:: RECORDED INFORMATION ::

pub mod error;
pub mod models;
pub mod services;

pub use error::{PublishError, Result};
pub use services::orchestrator::Orchestrator;
pub use services::StatusUpdate;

:::

- TASK BRIEF -
Each entry above must be printed exactly as written.

- RESULT FOR THIS TASK -
pub mod error;
pub mod models;
pub mod services;

pub use error::{PublishError, Result};
pub use services::orchestrator::Orchestrator;
pub use services::StatusUpdate;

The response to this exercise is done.